Madre, tú que tanta admiración levantaste hacia mis hermanos y hacia mí mismo. Una mujer digna e interesante. Siempre callada y postergada a lo que otros decidieran, pero con una mirada salvaje que te hacía correr conmigo por los bosques sin calzado alguno mientras aullabas. Me enseñaste a imitar la naturaleza, intimidar con mi arma y demostrar que mis principios estaban por encima de mi amor por otros.

Me enseñaste a ser firme y tomar mis decisiones por dolorosas que fuesen. Antes estaba el bien de mi pueblo que el bien de aquellos que decían amarme, los cuales podían engañarme. Tu amor sí fue real, mi amor también lo fue. Confiaba en mis posibilidades y mis metas. Aprendí de hierbas, pócimas y cánticos gracias a ti mientras padre me enseñaba a manejar las armas, montar a caballo y ser un hombre.

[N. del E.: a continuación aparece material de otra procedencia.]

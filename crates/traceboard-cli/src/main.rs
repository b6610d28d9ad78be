use clap::Parser;
use traceboard::{Cli, run};

fn main() {
    // Reset SIGPIPE to default behavior to prevent panic on broken pipe
    // (e.g., when piping summary JSON to `head` or `jq` that exits early)
    #[cfg(unix)]
    reset_sigpipe();

    let cli = Cli::parse();

    if let Err(e) = run(cli) {
        eprintln!("Error: {:#}", e);
        std::process::exit(1);
    }
}

#[cfg(unix)]
fn reset_sigpipe() {
    unsafe {
        libc::signal(libc::SIGPIPE, libc::SIG_DFL);
    }
}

La guerra me curtió igual que te curtió a ti. Moriste después de parir cinco hijos, a cual más fuerte. Yo fui el primero de ellos y decidí internarme en el bosque junto a otros druidas. Era un guerrero y un hombre místico. Me enlacé con la madre natura con runas en mi bolsa.

Cuando cabalgo pienso en ti, por eso le puse a mi yegua tu nombre. Tiene tus cabellos y tu mirada salvaje. Jamás pensaste que tu hijo sería tan grande, pero me diste la oportunidad de aprender sobre nuestros dioses y la cultura que tanto amo.